== Segment start ==
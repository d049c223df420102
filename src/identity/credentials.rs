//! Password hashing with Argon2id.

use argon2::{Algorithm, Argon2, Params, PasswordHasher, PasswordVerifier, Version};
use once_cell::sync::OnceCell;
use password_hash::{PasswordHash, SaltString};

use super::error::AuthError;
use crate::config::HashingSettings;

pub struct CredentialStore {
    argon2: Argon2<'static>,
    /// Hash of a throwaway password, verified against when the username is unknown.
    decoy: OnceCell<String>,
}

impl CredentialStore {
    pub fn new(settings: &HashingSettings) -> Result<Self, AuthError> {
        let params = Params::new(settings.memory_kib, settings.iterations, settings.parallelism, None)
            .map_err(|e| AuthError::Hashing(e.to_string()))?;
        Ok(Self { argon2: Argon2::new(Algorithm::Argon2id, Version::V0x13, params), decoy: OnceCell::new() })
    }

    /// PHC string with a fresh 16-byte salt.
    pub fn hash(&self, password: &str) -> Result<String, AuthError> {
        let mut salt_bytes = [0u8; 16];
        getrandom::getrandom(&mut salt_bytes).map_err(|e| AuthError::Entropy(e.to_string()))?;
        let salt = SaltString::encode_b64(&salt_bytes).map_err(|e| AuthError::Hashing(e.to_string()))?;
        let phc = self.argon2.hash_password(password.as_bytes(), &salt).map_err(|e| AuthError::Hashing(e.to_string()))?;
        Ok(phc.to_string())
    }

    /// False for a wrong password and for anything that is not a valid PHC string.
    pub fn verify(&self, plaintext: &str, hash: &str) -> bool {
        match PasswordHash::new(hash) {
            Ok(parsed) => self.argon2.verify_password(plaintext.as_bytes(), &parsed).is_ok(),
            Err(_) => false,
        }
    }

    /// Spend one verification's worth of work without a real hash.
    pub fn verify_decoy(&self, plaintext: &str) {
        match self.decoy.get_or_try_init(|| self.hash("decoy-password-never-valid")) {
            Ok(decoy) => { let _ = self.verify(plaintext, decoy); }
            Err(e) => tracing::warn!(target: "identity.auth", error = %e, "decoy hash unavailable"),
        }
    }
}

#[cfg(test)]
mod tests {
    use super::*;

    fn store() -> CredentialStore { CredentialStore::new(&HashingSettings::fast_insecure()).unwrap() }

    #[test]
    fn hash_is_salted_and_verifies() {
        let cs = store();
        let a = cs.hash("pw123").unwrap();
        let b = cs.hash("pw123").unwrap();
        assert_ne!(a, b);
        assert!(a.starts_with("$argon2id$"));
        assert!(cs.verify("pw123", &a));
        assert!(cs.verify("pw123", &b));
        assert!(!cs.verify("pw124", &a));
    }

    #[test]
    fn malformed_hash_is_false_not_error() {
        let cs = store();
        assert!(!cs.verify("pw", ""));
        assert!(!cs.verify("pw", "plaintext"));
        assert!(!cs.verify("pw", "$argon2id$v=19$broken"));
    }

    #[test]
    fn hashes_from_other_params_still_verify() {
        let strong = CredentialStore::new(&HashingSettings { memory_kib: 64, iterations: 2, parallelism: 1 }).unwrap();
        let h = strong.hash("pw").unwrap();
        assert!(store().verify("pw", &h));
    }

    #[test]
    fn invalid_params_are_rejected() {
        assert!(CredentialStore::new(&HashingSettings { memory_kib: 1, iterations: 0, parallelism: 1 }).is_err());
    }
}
== Segment end ==
▶ _The task_:
Filter the entries above down to the lines that hold the word "match", and copy those lines.

▶ _Answer for this exercise_:
        match PasswordHash::new(hash) {
        match self.decoy.get_or_try_init(|| self.hash("decoy-password-never-valid")) {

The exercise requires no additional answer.